I AM a bit of a wimp when the weather gets really cold. So although I had multiple layers of thermal vests, cashmere (of course ) socks, gloves, a bank robber’s balaclava to keep my ears toasty and windproof/waterproof jacket, I was frozen out on the field at this week’s shoot.

After weeks of mild autumn weather, it came as a bit of a shock to wake up to a hard frost outside and fields white over. I had been used to leaving my jacket hanging up in the shoot wagon when out beating.

Not so yesterday. A bitter wind added to sub zero temperatures. Wouldn’t it be a better idea to stay at home and stock up the freezer with some Christmas delicacies rather than spend the day emulating a frozen turkey? Apparently not.

Three of the other wives on the shoot were not coming and that might mean it fell to the fellas themselves to organise lunch time refreshments. Not unheard of, but not completely desirable. There was the honour of the shoot to uphold.

Guests to be catered for with hot soup, sausage rolls, pork pies, home made cakes and sloe gin. Not a bad lunch time snack offering. And it meant I could faff about in the shoot truck organising it all so that a tempting spread was laid out for the guns as they staggered in from the snow.

The drop in temperature foreshadowed the demise of my two geese. This was the subject of much heated debate. I wanted to keep the pair, a goose and gander till next year to provide us with, hopefully, a gaggle of geese.

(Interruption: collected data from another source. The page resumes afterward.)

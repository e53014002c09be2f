use crate::options::Options;
use serde::Deserialize;
use std::borrow::Cow;
use std::path::{Path, PathBuf};
use thiserror::Error;

/// Program configuration read from a configuration file
#[derive(Clone, Deserialize, Debug, Default, Eq, PartialEq)]
#[serde(default)]
pub(crate) struct Config {
    /// Gameplay options selected when the main menu first opens
    #[serde(default)]
    pub(crate) options: Options,

    /// Settings about data files
    #[serde(default)]
    pub(crate) files: FileConfig,
}

impl Config {
    /// Return the default configuration file path
    pub(crate) fn default_path() -> Result<PathBuf, ConfigError> {
        dirs::config_local_dir()
            .map(|p| p.join("gridsnake").join("config.toml"))
            .ok_or(ConfigError::NoPath)
    }

    /// Read configuration from a file on disk.  If the file does not exist and
    /// `allow_missing` is true, a default `Config` value is returned.
    ///
    /// # Errors
    ///
    /// Returns `Err` if the file could not be read or if the file's contents
    /// could not be deserialized.
    pub(crate) fn load(path: &Path, allow_missing: bool) -> Result<Config, ConfigError> {
        let content = match fs_err::read_to_string(path) {
            Ok(content) => content,
            Err(e) if e.kind() == std::io::ErrorKind::NotFound && allow_missing => {
                return Ok(Config::default())
            }
            Err(e) => return Err(ConfigError::Read(e)),
        };
        toml::from_str(&content).map_err(Into::into)
    }

    /// Whether high scores should be read from & written to disk
    pub(crate) fn save_scores(&self) -> bool {
        self.files.save_scores
    }

    /// Return the filepath at which high scores should be stored: the file
    /// given in the configuration or, if that is not set, the default scores
    /// file path.  Return `None` if no path is present in the configuration
    /// and the default path could not be computed.
    pub(crate) fn scores_file(&self) -> Option<Cow<'_, Path>> {
        self.files
            .scores_file
            .as_deref()
            .map(Cow::from)
            .or_else(|| default_scores_file().map(Cow::from))
    }
}

#[derive(Clone, Deserialize, Debug, Eq, PartialEq)]
#[serde(default, rename_all = "kebab-case")]
pub(crate) struct FileConfig {
    /// Path at which high scores should be stored
    pub(crate) scores_file: Option<PathBuf>,

    /// Whether to load & save high scores in a file
    pub(crate) save_scores: bool,
}

impl Default for FileConfig {
    fn default() -> FileConfig {
        FileConfig {
            scores_file: None,
            save_scores: true,
        }
    }
}

fn default_scores_file() -> Option<PathBuf> {
    dirs::data_local_dir().map(|p| p.join("gridsnake").join("scores.json"))
}

#[derive(Debug, Error)]
pub(crate) enum ConfigError {
    #[error("failed to determine path to local configuration directory")]
    NoPath,
    #[error("failed to read configuration file")]
    Read(#[from] std::io::Error),
    #[error("failed to parse configuration file")]
    Parse(#[from] toml::de::Error),
}
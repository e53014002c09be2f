use crate::config::Config;
use crate::consts;
use crate::highscores::HighScores;
use crate::options::Options;
use anyhow::Context;
use enum_map::Enum;
use ratatui::layout::{Flex, Layout, Rect, Size};
use std::path::PathBuf;

/// State shared by all screens of the application and threaded from one
/// screen to the next
#[derive(Clone, Debug, Default, Eq, PartialEq)]
pub(crate) struct Globals {
    /// The configuration read at startup
    pub(crate) config: Config,

    /// The currently-selected gameplay options
    pub(crate) options: Options,

    /// Best scores achieved so far, by option combination
    pub(crate) scores: HighScores,
}

impl Globals {
    /// Assemble the application state at startup: read the configuration file
    /// (the one at `config_path`, if given, which must then exist) and the
    /// high scores file, if enabled.
    pub(crate) fn load(config_path: Option<PathBuf>) -> anyhow::Result<Globals> {
        let config = match config_path {
            Some(path) => Config::load(&path, false)
                .with_context(|| format!("failed to load configuration from {}", path.display()))?,
            None => {
                let path = Config::default_path().context("failed to locate configuration file")?;
                Config::load(&path, true)
                    .with_context(|| format!("failed to load configuration from {}", path.display()))?
            }
        };
        let scores = match config.scores_file().filter(|_| config.save_scores()) {
            Some(path) => HighScores::load(&path)?,
            None => HighScores::default(),
        };
        let options = config.options;
        Ok(Globals {
            config,
            options,
            scores,
        })
    }
}

/// Extra navigation methods for types deriving [`enum_map::Enum`]
pub(crate) trait EnumExt: Enum {
    fn min() -> Self {
        Self::from_usize(0)
    }

    fn max() -> Self {
        Self::from_usize(Self::LENGTH - 1)
    }

    fn next(self) -> Option<Self> {
        let i = self.into_usize().checked_add(1)?;
        (i < Self::LENGTH).then(|| Self::from_usize(i))
    }

    fn prev(self) -> Option<Self> {
        Some(Self::from_usize(self.into_usize().checked_sub(1)?))
    }

    fn iter() -> impl Iterator<Item = Self> {
        (0..Self::LENGTH).map(Self::from_usize)
    }
}

impl<T: Enum> EnumExt for T {}

/// Return a rectangle of [`consts::DISPLAY_SIZE`] (or as much of it as fits)
/// centered in `buffer_area`
pub(crate) fn get_display_area(buffer_area: Rect) -> Rect {
    center_rect(buffer_area, consts::DISPLAY_SIZE)
}

/// Return a rectangle of the given size (or as much of it as fits) centered
/// in `area`
pub(crate) fn center_rect(area: Rect, size: Size) -> Rect {
    let [area] = Layout::horizontal([size.width])
        .flex(Flex::Center)
        .areas(area);
    let [area] = Layout::vertical([size.height])
        .flex(Flex::Center)
        .areas(area);
    area
}
#[cfg(test)]
mod tests {
    use super::*;

    mod main_menu {
        use super::*;
        use crate::options::{Difficulty, GameMode};
        use crossterm::event::KeyCode;
        use ratatui::{buffer::Buffer, layout::Rect};

        #[test]
        fn draw_initial() {
            let menu = MainMenu::new(Globals::default());
            let area = Rect::new(0, 0, 80, 31);
            let mut buffer = Buffer::empty(area);
            menu.render(area, &mut buffer);
            let mut expected = Buffer::with_lines([
                 "                           ____              _                                  ",
                 "                          / ___| _ __   __ _| | _____                           ",
                r"                          \___ \| '_ \ / _` | |/ / _ \                          ",
                 "                           ___) | | | | (_| |   <  __/                         ",
                r"                          |____/|_| |_|\__,_|_|\_\___|                          ",
                 "                                                                                ",
                 "                                ⚬⚬⚬⚬⚬⚬⚬⚬⚬⚬⚬⚬<  ●                               ",
                 "                                                                                ",
                 "                              Move the snake with:                              ",
                 "                                     ← ↓ ↑ →                                    ",
                 "                                 or: h j k l                                    ",
                 "                                 or: a s w d                                    ",
                 "                              Eat the food, but                                 ",
                 "                              don't hit yourself!                               ",
                 "                                                                                ",
                 "                                   [Play (p)]                                   ",
                 "                                                                                ",
                 "                       ┌ Options: ──────────────────────┐                       ",
                 "                       │   Mode        ◁    Normal    ▶ │                       ",
                 "                       │   Difficulty  ◁     Easy     ▶ │                       ",
                 "                       │   Obstacles         [ ]        │                       ",
                 "                       └────────────────────────────────┘                       ",
                 "                                                                                ",
                 "                                   [Quit (q)]                                   ",
                 "                                                                                ",
                 "                                                                                ",
                 "                                                                                ",
                 "                                                                                ",
                 "                                                                                ",
                 "                                                                                ",
                 "                                                                                ",
            ]);
            expected.set_style(Rect::new(26, 0, 28, 5), consts::SNAKE_STYLE);
            expected.set_style(Rect::new(32, 6, 13, 1), consts::SNAKE_STYLE);
            expected.set_style(Rect::new(45, 6, 1, 1), consts::FOOD_STYLE);
            expected.set_style(Rect::new(37, 9, 1, 1), consts::KEY_STYLE);
            expected.set_style(Rect::new(39, 9, 1, 1), consts::KEY_STYLE);
            expected.set_style(Rect::new(41, 9, 1, 1), consts::KEY_STYLE);
            expected.set_style(Rect::new(43, 9, 1, 1), consts::KEY_STYLE);
            expected.set_style(Rect::new(37, 10, 1, 1), consts::KEY_STYLE);
            expected.set_style(Rect::new(39, 10, 1, 1), consts::KEY_STYLE);
            expected.set_style(Rect::new(41, 10, 1, 1), consts::KEY_STYLE);
            expected.set_style(Rect::new(43, 10, 1, 1), consts::KEY_STYLE);
            expected.set_style(Rect::new(37, 11, 1, 1), consts::KEY_STYLE);
            expected.set_style(Rect::new(39, 11, 1, 1), consts::KEY_STYLE);
            expected.set_style(Rect::new(41, 11, 1, 1), consts::KEY_STYLE);
            expected.set_style(Rect::new(43, 11, 1, 1), consts::KEY_STYLE);
            expected.set_style(Rect::new(42, 15, 1, 1), consts::KEY_STYLE);
            expected.set_style(Rect::new(35, 15, 10, 1), consts::MENU_SELECTION_STYLE);
            expected.set_style(Rect::new(42, 23, 1, 1), consts::KEY_STYLE);
            pretty_assertions::assert_eq!(buffer, expected);
        }

        #[test]
        fn toggle_obstacles() {
            let mut menu = MainMenu::new(Globals::default());
            for _ in 0..3 {
                assert!(menu
                    .handle_event(Event::Key(KeyCode::Down.into()))
                    .is_none());
            }
            assert_eq!(menu.options.selection, Some(OptKey::Obstacles));
            assert!(menu
                .handle_event(Event::Key(KeyCode::Char(' ').into()))
                .is_none());
            assert_eq!(menu.options.settings[OptKey::Obstacles], OptValue::Bool(true));
            assert!(menu.options.to_options().obstacles);
            assert!(menu
                .handle_event(Event::Key(KeyCode::Char(' ').into()))
                .is_none());
            assert!(!menu.options.to_options().obstacles);
        }

        #[test]
        fn adjust_mode_and_difficulty() {
            let mut menu = MainMenu::new(Globals::default());
            assert!(menu
                .handle_event(Event::Key(KeyCode::Down.into()))
                .is_none());
            assert_eq!(menu.options.selection, Some(OptKey::Mode));
            assert!(menu
                .handle_event(Event::Key(KeyCode::Right.into()))
                .is_none());
            assert!(menu
                .handle_event(Event::Key(KeyCode::Down.into()))
                .is_none());
            assert!(menu
                .handle_event(Event::Key(KeyCode::Right.into()))
                .is_none());
            assert!(menu
                .handle_event(Event::Key(KeyCode::Right.into()))
                .is_none());
            let opts = menu.options.to_options();
            assert_eq!(opts.mode, GameMode::LimitedTime);
            assert_eq!(opts.difficulty, Difficulty::Hard);
        }

        #[test]
        fn adjust_stops_at_endpoints() {
            let mut menu = MainMenu::new(Globals::default());
            assert!(menu
                .handle_event(Event::Key(KeyCode::Down.into()))
                .is_none());
            assert!(menu
                .handle_event(Event::Key(KeyCode::Left.into()))
                .is_none());
            assert_eq!(menu.options.to_options().mode, GameMode::Normal);
        }

        #[test]
        fn play_and_quit_shortcuts() {
            let mut menu = MainMenu::new(Globals::default());
            assert!(matches!(
                menu.handle_event(Event::Key(KeyCode::Char('p').into())),
                Some(Screen::Game(_))
            ));
            assert!(matches!(
                menu.handle_event(Event::Key(KeyCode::Char('q').into())),
                Some(Screen::Quit)
            ));
        }

        #[test]
        fn home_and_end() {
            let mut menu = MainMenu::new(Globals::default());
            assert!(menu.handle_event(Event::Key(KeyCode::End.into())).is_none());
            assert_eq!(menu.selection, Selection::QuitButton);
            assert!(matches!(
                menu.handle_event(Event::Key(KeyCode::Enter.into())),
                Some(Screen::Quit)
            ));
            assert!(menu
                .handle_event(Event::Key(KeyCode::Home.into()))
                .is_none());
            assert_eq!(menu.selection, Selection::PlayButton);
        }

        /// Test that tabbing to the end of the options menu and then tabbing
        /// again until you loop back around to the options menu puts you at
        /// the start of the options.
        #[test]
        fn tab_wraparound() {
            let mut menu = MainMenu::new(Globals::default());
            assert_eq!(menu.options.selection, None);
            for _ in OptKey::iter() {
                assert!(menu.handle_event(Event::Key(KeyCode::Tab.into())).is_none());
            }
            assert_eq!(menu.options.selection, Some(OptKey::max()));
            assert!(menu.handle_event(Event::Key(KeyCode::Tab.into())).is_none());
            assert_eq!(menu.options.selection, None);
            assert!(menu.handle_event(Event::Key(KeyCode::Tab.into())).is_none());
            assert!(menu.handle_event(Event::Key(KeyCode::Tab.into())).is_none());
            assert_eq!(menu.options.selection, Some(OptKey::min()));
        }
    }

    mod options_menu {
        use super::*;
        use crate::options::{Difficulty, GameMode};

        #[test]
        fn roundtrip_defaults() {
            let opts = Options::default();
            let optmenu = OptionsMenu::new(opts);
            assert_eq!(optmenu.to_options(), opts);
        }

        #[test]
        fn roundtrip_custom() {
            let opts = Options {
                mode: GameMode::LimitedTime,
                difficulty: Difficulty::Professional,
                obstacles: true,
            };
            let optmenu = OptionsMenu::new(opts);
            assert_eq!(optmenu.to_options(), opts);
        }
    }
}
//! Assorted constants & hard-coded configuration
use ratatui::{
    layout::{Position, Size},
    style::{Color, Modifier, Style},
};
use std::time::Duration;

/// Draw everything inside a rectangle of this size in the center of the
/// terminal window.
///
/// Cf. [`crate::util::get_display_area()`]
pub(crate) const DISPLAY_SIZE: Size = Size {
    width: 80,
    height: 31,
};

/// Size of the playing field in cells
pub(crate) const BOARD_SIZE: Size = Size {
    width: 24,
    height: 24,
};

/// The cell the snake's head starts each game on
pub(crate) const START_CELL: Position = Position { x: 5, y: 5 };

/// Number of obstacle cells scattered on the board when obstacles are enabled
pub(crate) const OBSTACLE_COUNT: usize = 5;

/// Number of food items to collect to win a limited-time game
pub(crate) const FOOD_TARGET: u32 = 4;

/// Length of the countdown in a limited-time game
pub(crate) const TIME_LIMIT_SECONDS: u32 = 30;

/// Under Professional difficulty, shorten the tick period after every this
/// many food items eaten.
pub(crate) const SPEEDUP_EVERY: u32 = 2;

/// Under Professional difficulty, how much to shorten the tick period by at a
/// time
pub(crate) const SPEEDUP_STEP: Duration = Duration::from_millis(50);

/// The tick period is never shortened below this.
pub(crate) const MIN_TICK_PERIOD: Duration = Duration::from_millis(50);

/// Glyph for the snake's head before the first move of a game
pub(crate) const SNAKE_HEAD_IDLE_SYMBOL: char = '■';

/// Glyph for the snake's head when it is moving north/up
pub(crate) const SNAKE_HEAD_NORTH_SYMBOL: char = 'v';

/// Glyph for the snake's head when it is moving south/down
pub(crate) const SNAKE_HEAD_SOUTH_SYMBOL: char = '^';

/// Glyph for the snake's head when it is moving east/right
pub(crate) const SNAKE_HEAD_EAST_SYMBOL: char = '<';

/// Glyph for the snake's head when it is moving west/left
pub(crate) const SNAKE_HEAD_WEST_SYMBOL: char = '>';

/// Glyph for the parts of the snake's body
pub(crate) const SNAKE_BODY_SYMBOL: char = '⚬';

/// Glyph for the food
pub(crate) const FOOD_SYMBOL: char = '●';

/// Glyph for obstacles
pub(crate) const OBSTACLE_SYMBOL: char = '█';

/// Glyph for the snake's head when it's collided with an obstacle or itself
pub(crate) const COLLISION_SYMBOL: char = '×';

/// Style for the snake's head and body
pub(crate) const SNAKE_STYLE: Style = Style::new().fg(Color::Yellow).add_modifier(Modifier::BOLD);

/// Style for the food
pub(crate) const FOOD_STYLE: Style = Style::new().fg(Color::LightMagenta);

/// Style for obstacles
pub(crate) const OBSTACLE_STYLE: Style = Style::new().fg(Color::Gray);

/// Style for [`COLLISION_SYMBOL`]
pub(crate) const COLLISION_STYLE: Style = Style::new()
    .fg(Color::LightRed)
    .add_modifier(Modifier::REVERSED);

/// Style for key codes shown in the interface
pub(crate) const KEY_STYLE: Style = Style::new().fg(Color::Cyan);

/// Style for the score bar at the top of the game screen
pub(crate) const SCORE_BAR_STYLE: Style = Style::new().add_modifier(Modifier::REVERSED);

/// Style for the currently-selected menu item
pub(crate) const MENU_SELECTION_STYLE: Style = Style::new().add_modifier(Modifier::UNDERLINED);

/// Style for the "You win!" message
pub(crate) const WIN_STYLE: Style = Style::new()
    .fg(Color::LightGreen)
    .add_modifier(Modifier::BOLD);

/// Style for the "Game over" message
pub(crate) const GAME_OVER_STYLE: Style = Style::new().fg(Color::LightRed);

But John, ever practical, feels we have been lucky to avoid them falling prey to foxes, even in daytime, and pre-empted my plan to launch a Save the Geese campaign. He joined our friend Jerry in a goose armageddon, and came home covered in goose down and a complete lack of remorse.

Jerry has amassed over the years, enough equipment to equip a fully functioning butchers shop, and this includes an old tin bath and water heater that could well have been used for illicit pig scalding in the second world war. But it also means the geese will present really well on the Christmas table.

These are the ethical dilemmas I am so hopeless at reconciling. I wanted to keep the geese as I enjoyed their comical ways and the domesticity they had acquired. They particularly loved apple peelings; but sadly this will have only added to their succulence at the festive feast. Roast goose and apple sauce. Yum.